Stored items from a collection
┌────────

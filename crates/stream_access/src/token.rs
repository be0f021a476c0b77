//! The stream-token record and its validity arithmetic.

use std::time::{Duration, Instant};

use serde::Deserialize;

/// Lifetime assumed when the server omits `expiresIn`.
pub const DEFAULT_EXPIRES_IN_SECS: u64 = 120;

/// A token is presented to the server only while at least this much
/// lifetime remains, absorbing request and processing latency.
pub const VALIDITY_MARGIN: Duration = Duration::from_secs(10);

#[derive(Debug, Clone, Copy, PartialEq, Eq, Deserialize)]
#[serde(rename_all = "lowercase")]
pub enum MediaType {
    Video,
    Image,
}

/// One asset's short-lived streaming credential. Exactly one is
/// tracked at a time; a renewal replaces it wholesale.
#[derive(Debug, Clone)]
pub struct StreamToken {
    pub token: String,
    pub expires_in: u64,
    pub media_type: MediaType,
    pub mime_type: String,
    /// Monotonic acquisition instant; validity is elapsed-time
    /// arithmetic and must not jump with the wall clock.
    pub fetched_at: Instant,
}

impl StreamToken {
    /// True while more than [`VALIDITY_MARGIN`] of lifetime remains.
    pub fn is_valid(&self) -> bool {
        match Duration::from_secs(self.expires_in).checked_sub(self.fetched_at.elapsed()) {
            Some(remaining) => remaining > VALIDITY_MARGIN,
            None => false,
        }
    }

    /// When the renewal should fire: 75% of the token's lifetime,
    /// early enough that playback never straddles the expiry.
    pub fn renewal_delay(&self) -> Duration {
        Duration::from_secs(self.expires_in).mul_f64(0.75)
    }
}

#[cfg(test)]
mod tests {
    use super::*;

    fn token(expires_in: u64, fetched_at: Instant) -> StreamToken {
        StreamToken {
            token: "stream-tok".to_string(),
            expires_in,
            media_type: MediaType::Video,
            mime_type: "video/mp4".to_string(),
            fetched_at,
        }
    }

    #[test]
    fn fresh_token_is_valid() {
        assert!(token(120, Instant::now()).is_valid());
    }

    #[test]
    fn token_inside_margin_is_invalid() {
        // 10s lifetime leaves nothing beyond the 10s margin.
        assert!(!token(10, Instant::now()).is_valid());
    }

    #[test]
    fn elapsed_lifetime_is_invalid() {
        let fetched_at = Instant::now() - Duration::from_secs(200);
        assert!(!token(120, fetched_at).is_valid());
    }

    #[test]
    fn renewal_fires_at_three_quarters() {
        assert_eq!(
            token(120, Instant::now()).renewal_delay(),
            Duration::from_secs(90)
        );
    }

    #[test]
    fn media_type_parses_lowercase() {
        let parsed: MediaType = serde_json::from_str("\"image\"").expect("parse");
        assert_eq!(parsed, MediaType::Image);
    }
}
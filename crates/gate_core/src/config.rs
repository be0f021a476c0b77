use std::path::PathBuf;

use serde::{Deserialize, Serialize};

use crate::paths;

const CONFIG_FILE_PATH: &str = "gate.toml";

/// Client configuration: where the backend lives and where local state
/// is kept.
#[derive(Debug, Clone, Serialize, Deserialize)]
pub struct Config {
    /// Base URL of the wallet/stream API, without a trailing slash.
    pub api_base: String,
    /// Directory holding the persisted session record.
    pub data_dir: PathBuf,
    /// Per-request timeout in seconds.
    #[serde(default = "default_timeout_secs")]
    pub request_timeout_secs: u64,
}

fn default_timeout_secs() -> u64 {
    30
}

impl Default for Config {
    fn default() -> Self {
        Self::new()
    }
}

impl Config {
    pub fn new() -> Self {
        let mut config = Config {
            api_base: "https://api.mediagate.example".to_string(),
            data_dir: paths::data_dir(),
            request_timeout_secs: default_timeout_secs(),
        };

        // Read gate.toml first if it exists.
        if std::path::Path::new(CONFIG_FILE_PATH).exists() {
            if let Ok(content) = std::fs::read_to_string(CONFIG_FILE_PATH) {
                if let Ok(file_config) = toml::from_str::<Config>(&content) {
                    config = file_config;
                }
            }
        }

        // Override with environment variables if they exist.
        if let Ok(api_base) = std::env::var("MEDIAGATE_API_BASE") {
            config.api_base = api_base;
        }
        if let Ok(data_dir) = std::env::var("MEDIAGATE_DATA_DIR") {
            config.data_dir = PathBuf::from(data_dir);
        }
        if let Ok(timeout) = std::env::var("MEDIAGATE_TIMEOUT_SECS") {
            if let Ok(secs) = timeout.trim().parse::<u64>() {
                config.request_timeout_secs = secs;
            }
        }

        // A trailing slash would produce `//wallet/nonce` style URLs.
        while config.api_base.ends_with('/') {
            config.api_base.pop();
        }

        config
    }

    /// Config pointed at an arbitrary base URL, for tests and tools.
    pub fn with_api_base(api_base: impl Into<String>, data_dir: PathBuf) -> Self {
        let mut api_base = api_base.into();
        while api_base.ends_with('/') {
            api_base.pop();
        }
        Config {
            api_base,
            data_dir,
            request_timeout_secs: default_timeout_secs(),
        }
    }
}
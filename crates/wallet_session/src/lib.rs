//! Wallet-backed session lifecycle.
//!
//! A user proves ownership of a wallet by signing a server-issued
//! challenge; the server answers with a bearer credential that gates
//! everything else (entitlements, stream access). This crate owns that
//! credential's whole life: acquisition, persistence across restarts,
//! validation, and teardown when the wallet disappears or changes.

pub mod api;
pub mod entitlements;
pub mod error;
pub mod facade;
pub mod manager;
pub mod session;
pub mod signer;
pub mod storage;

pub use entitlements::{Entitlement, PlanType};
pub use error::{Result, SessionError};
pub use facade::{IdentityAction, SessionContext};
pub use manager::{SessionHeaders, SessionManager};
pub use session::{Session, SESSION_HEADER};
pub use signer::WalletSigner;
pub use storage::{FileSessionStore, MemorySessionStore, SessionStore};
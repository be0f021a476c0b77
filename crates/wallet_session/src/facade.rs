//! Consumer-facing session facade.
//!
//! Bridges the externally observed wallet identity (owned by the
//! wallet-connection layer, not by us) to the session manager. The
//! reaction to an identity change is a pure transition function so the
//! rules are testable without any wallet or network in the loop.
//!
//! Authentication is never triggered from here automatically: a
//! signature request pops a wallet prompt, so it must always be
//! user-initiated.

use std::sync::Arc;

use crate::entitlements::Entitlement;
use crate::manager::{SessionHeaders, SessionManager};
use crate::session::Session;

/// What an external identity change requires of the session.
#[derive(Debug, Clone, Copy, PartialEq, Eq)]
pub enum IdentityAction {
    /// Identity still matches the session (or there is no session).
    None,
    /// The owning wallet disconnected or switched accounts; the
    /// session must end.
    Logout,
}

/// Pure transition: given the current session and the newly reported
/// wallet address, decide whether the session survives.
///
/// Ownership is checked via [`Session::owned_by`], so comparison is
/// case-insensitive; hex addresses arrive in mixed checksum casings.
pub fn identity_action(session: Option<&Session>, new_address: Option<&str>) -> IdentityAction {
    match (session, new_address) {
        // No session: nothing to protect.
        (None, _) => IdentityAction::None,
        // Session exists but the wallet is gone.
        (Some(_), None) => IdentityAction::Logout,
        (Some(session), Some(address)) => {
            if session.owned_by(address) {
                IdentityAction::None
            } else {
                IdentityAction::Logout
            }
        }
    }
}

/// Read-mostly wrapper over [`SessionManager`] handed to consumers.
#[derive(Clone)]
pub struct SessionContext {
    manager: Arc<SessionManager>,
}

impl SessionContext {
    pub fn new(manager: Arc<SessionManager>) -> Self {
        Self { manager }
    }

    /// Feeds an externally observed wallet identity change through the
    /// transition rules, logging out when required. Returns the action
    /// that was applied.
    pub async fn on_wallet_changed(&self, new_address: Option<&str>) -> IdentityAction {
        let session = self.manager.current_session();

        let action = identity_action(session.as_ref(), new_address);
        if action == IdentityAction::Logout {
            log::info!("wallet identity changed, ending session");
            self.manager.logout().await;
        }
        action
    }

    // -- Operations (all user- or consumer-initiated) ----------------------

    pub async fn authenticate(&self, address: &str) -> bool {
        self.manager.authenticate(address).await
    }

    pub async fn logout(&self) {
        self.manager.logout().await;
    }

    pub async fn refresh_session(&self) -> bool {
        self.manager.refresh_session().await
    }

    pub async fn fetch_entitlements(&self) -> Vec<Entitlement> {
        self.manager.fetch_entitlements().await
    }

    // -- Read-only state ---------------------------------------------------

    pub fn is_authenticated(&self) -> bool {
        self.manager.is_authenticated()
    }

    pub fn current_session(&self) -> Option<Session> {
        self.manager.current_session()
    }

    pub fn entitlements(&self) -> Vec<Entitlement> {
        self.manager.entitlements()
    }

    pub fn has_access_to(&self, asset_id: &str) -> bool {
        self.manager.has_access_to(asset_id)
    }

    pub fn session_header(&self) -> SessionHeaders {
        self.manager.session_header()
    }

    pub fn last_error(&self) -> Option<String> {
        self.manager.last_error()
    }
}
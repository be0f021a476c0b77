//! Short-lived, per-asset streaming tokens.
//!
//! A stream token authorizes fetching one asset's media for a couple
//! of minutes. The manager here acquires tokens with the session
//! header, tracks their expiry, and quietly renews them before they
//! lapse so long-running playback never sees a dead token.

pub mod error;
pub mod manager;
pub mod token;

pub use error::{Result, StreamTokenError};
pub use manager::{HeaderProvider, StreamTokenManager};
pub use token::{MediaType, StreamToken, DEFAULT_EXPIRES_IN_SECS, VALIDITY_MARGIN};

└────────

Prompt:
Filter the data above down to lines with the word "transition", and copy them.

Response to the task:
//! reaction to an identity change is a pure transition function so the
/// Pure transition: given the current session and the newly reported
    /// transition rules, logging out when required. Returns the action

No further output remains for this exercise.